On Feb 26, 2013, at 1:37 PM, Tim Peierls <tim at peierls.net> wrote:

> On Tue, Feb 26, 2013 at 5:47 AM, Paul Sandoz <paul.sandoz at oracle.com> wrote:
> On Feb 26, 2013, at 6:16 AM, Sam Pullara <sam at sampullara.com> wrote:
> > I've never been comfortable with this. I'm glad Jed is calling it out.
> > Can we make Optional first class or remove it?
> 
> Trawling through the email archives i cannot find specific discussion on Optional.map/flatMap, anyone recall such discussion? There is some general discussion on not going down the route of an option monad.
> 
> In particular, you wrote:
> java.util.Optional has a narrower scope that optional things in other languages. We are not trying to shoe-horn in an option monad. 
> 
> And I say amen to that. Keep Optional, and keep it lean and mean. (At least as lean as the Guava Optional.)
> 

I notice Guava's Optional has a transform method:

http://docs.guava-libraries.googlecode.com/git/javadoc/com/google/common/base/Optional.html#transform(com.google.common.base.Function)


>  
> Since we have added a Stream.flatMap method following the pattern expected of it, does that give more weight to argument of adding such a method to Optional, perhaps of the same or a different name to disassociate with Stream itself?
> 
> No, it doesn't. The two are unrelated. Stream is a lofty abstraction and Optional is (or should be) a grunt-level utility.
> 
>  
> I find myself more and more leaning towards the position of if we include an Option class some developers will expect bind functionality, it seems useful, and nor is it hard to explain its use while avoiding mention the "m" word.
> 
> The more you saddle Optional with "might be useful" and "X might want this" features, the harder it will be for regular people -- people who don't know what a monad is -- to assimilate and use Optional sensibly.
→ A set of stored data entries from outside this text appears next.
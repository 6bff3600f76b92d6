//! Directory and calendar lookups: `me`, `people` and `events`.

use chrono::Local;

use freetime_graph::{GraphContext, Person};

use crate::error::ClientResult;
use crate::render::{OutputFormat, events_table, people_table, profile_table};
use crate::timestamp::resolve_window;

const NO_USER: &str = "No matching user found.";
const NO_PEOPLE: &str = "No people found.";
const NO_EVENTS: &str = "No events found.";

/// Profile of `address`.
pub async fn me(context: &GraphContext, address: &str, format: OutputFormat) -> ClientResult<()> {
    let output = match context.profile(address).await? {
        Some(profile) => profile_table(&profile).render(format),
        None => NO_USER.to_string(),
    };
    println!("{}", output);
    Ok(())
}

/// People related to the signed-in user, optionally narrowed to a domain.
pub async fn people(
    context: &GraphContext,
    domain: Option<&str>,
    format: OutputFormat,
) -> ClientResult<()> {
    let people = filter_by_domain(context.people("me").await?, domain);
    if people.is_empty() {
        println!("{}", NO_PEOPLE);
    } else {
        println!("{}", people_table(&people).render(format));
    }
    Ok(())
}

/// Events of `address` within the window.
pub async fn events(
    context: &GraphContext,
    address: &str,
    start: Option<&str>,
    end: Option<&str>,
    detail: bool,
    format: OutputFormat,
) -> ClientResult<()> {
    let window = resolve_window(start, end, Local::now().date_naive())?;
    let events = context.calendar_view(address, window).await?;
    if events.is_empty() {
        println!("{}", NO_EVENTS);
    } else {
        println!("{}", events_table(&events, detail).render(format));
    }
    Ok(())
}

/// Keeps people whose principal name ends with `domain`, ignoring case.
fn filter_by_domain(people: Vec<Person>, domain: Option<&str>) -> Vec<Person> {
    let Some(domain) = domain.map(str::trim).filter(|d| !d.is_empty()) else {
        return people;
    };
    let suffix = domain.to_lowercase();
    people
        .into_iter()
        .filter(|p| {
            p.user_principal_name
                .as_deref()
                .is_some_and(|upn| upn.to_lowercase().ends_with(&suffix))
        })
        .collect()
}

#[cfg(test)]
mod tests {
    use super::*;

    fn person(id: &str, upn: Option<&str>) -> Person {
        Person {
            id: id.to_string(),
            display_name: None,
            given_name: None,
            surname: None,
            user_principal_name: upn.map(str::to_string),
            company_name: None,
        }
    }

    #[test]
    fn domain_filter_matches_suffix_case_insensitively() {
        let people = vec![
            person("1", Some("alice@Example.com")),
            person("2", Some("bob@other.org")),
            person("3", None),
        ];
        let kept = filter_by_domain(people, Some("example.com"));
        assert_eq!(kept.len(), 1);
        assert_eq!(kept[0].id, "1");
    }

    #[test]
    fn no_domain_keeps_everyone() {
        let people = vec![person("1", None), person("2", Some("bob@other.org"))];
        assert_eq!(filter_by_domain(people.clone(), None).len(), 2);
        assert_eq!(filter_by_domain(people, Some("  ")).len(), 2);
    }
}
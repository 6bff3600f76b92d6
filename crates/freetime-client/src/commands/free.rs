//! The `free` command: intervals in which every attendee is free.

use chrono::Local;
use tracing::debug;

use freetime_core::{SlotGranularity, parse_attendees};
use freetime_graph::{FreeTime, GraphContext};

use crate::config::ClientConfig;
use crate::error::{ClientError, ClientResult};
use crate::render::{OutputFormat, intervals_table};
use crate::timestamp::resolve_window;

/// Arguments of `freetime free`, unresolved.
#[derive(Debug, Clone, Default)]
pub struct FreeArgs {
    pub attendees: Vec<String>,
    pub organizer: Option<String>,
    pub start: Option<String>,
    pub end: Option<String>,
    pub slot: Option<u32>,
}

/// Renders the answer, telling "no data" apart from "no free time".
pub fn render(free: &FreeTime, format: OutputFormat) -> String {
    match free {
        FreeTime::NoData => "No availability data found.".to_string(),
        FreeTime::Intervals(intervals) if intervals.is_empty() => {
            "No free time found.".to_string()
        }
        FreeTime::Intervals(intervals) => intervals_table(intervals).render(format),
    }
}

/// Resolves the arguments against `config` and runs the availability query.
pub async fn find(
    context: &GraphContext,
    config: &ClientConfig,
    args: FreeArgs,
) -> ClientResult<FreeTime> {
    let attendees = parse_attendees(&args.attendees.join(","));
    if attendees.is_empty() {
        return Err(ClientError::InvalidArgument(
            "at least one attendee is required".to_string(),
        ));
    }
    let organizer = args
        .organizer
        .unwrap_or_else(|| config.schedule.organizer.clone());
    let granularity = match args.slot {
        Some(minutes) => SlotGranularity::new(minutes)?,
        None => config.slot().map_err(ClientError::Config)?,
    };
    let window = resolve_window(
        args.start.as_deref(),
        args.end.as_deref(),
        Local::now().date_naive(),
    )?;
    debug!(%organizer, attendees = attendees.len(), %window, "looking for free time");

    Ok(context
        .find_free_intervals(&organizer, &attendees, window, granularity)
        .await?)
}

/// Runs `freetime free` and prints the result.
pub async fn run(
    context: &GraphContext,
    config: &ClientConfig,
    args: FreeArgs,
    format: OutputFormat,
) -> ClientResult<()> {
    let free = find(context, config, args).await?;
    println!("{}", render(&free, format));
    Ok(())
}
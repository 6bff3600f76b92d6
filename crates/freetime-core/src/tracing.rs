//! Tracing setup for freetime.
//!
//! The binary calls [`init_tracing`] once at startup. `RUST_LOG` always wins
//! over the configured default level.
//!
//! ```ignore
//! use freetime_core::tracing::{init_tracing, TracingConfig};
//!
//! let config = if debug { TracingConfig::cli_debug() } else { TracingConfig::cli() };
//! init_tracing(config)?;
//! ```

use thiserror::Error;
use tracing::Level;
use tracing_subscriber::{EnvFilter, fmt, prelude::*};

/// Crates whose events pass the default filter.
const CRATE_TARGETS: [&str; 4] = [
    "freetime_core",
    "freetime_graph",
    "freetime_client",
    "freetime",
];

/// Errors that can occur during tracing initialization
#[derive(Debug, Error)]
pub enum TracingError {
    /// Failed to set global subscriber
    #[error("failed to set global tracing subscriber: {0}")]
    SetGlobalSubscriber(#[from] tracing::subscriber::SetGlobalDefaultError),

    /// Failed to parse env filter directive
    #[error("failed to parse env filter: {0}")]
    EnvFilter(#[from] tracing_subscriber::filter::ParseError),
}

/// Output format for tracing logs
#[derive(Debug, Clone, Copy, Default, PartialEq, Eq)]
pub enum TracingOutputFormat {
    /// Compact single-line format (default)
    #[default]
    Compact,
    /// Multi-line human-readable format
    Pretty,
    /// JSON lines
    Json,
}

/// Configuration for tracing initialization
#[derive(Debug, Clone)]
pub struct TracingConfig {
    /// Level applied to the freetime crates when RUST_LOG is not set
    pub default_level: Level,
    /// Output format for log messages
    pub output_format: TracingOutputFormat,
    /// Whether to include file/line information
    pub include_location: bool,
    /// Whether to include timestamps
    pub include_timestamp: bool,
    /// Custom env filter directive (overrides default_level if set)
    pub env_filter: Option<String>,
}

impl Default for TracingConfig {
    fn default() -> Self {
        Self::cli()
    }
}

impl TracingConfig {
    /// Quiet CLI preset: warnings and errors only, no timestamps.
    #[must_use]
    pub fn cli() -> Self {
        Self {
            default_level: Level::WARN,
            output_format: TracingOutputFormat::Compact,
            include_location: false,
            include_timestamp: false,
            env_filter: None,
        }
    }

    /// Verbose CLI preset used with `--debug`.
    #[must_use]
    pub fn cli_debug() -> Self {
        Self {
            default_level: Level::DEBUG,
            include_location: true,
            ..Self::cli()
        }
    }

    /// Set the default log level
    #[must_use]
    pub fn with_level(mut self, level: Level) -> Self {
        self.default_level = level;
        self
    }

    /// Set the output format
    #[must_use]
    pub fn with_format(mut self, format: TracingOutputFormat) -> Self {
        self.output_format = format;
        self
    }

    /// Set a custom env filter directive
    #[must_use]
    pub fn with_env_filter(mut self, filter: impl Into<String>) -> Self {
        self.env_filter = Some(filter.into());
        self
    }

    /// Filter directive used when neither `env_filter` nor RUST_LOG is set.
    fn default_directive(&self) -> String {
        let level = self.default_level.to_string().to_lowercase();
        let mut directives = vec!["warn".to_string()];
        directives.extend(CRATE_TARGETS.iter().map(|t| format!("{}={}", t, level)));
        directives.join(",")
    }
}

/// Initialize tracing with the given configuration.
///
/// # Errors
///
/// Returns an error if the global subscriber has already been set or if
/// the env filter directive is invalid.
pub fn init_tracing(config: TracingConfig) -> Result<(), TracingError> {
    let env_filter = if let Some(ref filter) = config.env_filter {
        EnvFilter::try_new(filter)?
    } else {
        EnvFilter::try_from_default_env()
            .or_else(|_| EnvFilter::try_new(config.default_directive()))?
    };

    let layer = fmt::layer()
        .with_writer(std::io::stderr)
        .with_file(config.include_location)
        .with_line_number(config.include_location)
        .with_target(config.include_location);

    let layer = match (config.output_format, config.include_timestamp) {
        (TracingOutputFormat::Compact, true) => layer.compact().boxed(),
        (TracingOutputFormat::Compact, false) => layer.compact().without_time().boxed(),
        (TracingOutputFormat::Pretty, true) => layer.pretty().boxed(),
        (TracingOutputFormat::Pretty, false) => layer.pretty().without_time().boxed(),
        (TracingOutputFormat::Json, _) => layer.json().boxed(),
    };

    let subscriber = tracing_subscriber::registry().with(env_filter).with(layer);
    tracing::subscriber::set_global_default(subscriber)?;
    Ok(())
}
One of the reasons Doug Lea is not an Optional fan is fear of things like Collection<Optional<T>>, something that is less likely to happen with a minimalist Optional.
> 

Especially so if we make it more difficult by removing the hashcode and equals methods.


> Here's another reason to stay lean: The more limited Optional is, the easier it will be some day to optimize away the extra object. Make it a first class participant and you can kiss those optimizations goodbye. 
> 

Very true.

Paul.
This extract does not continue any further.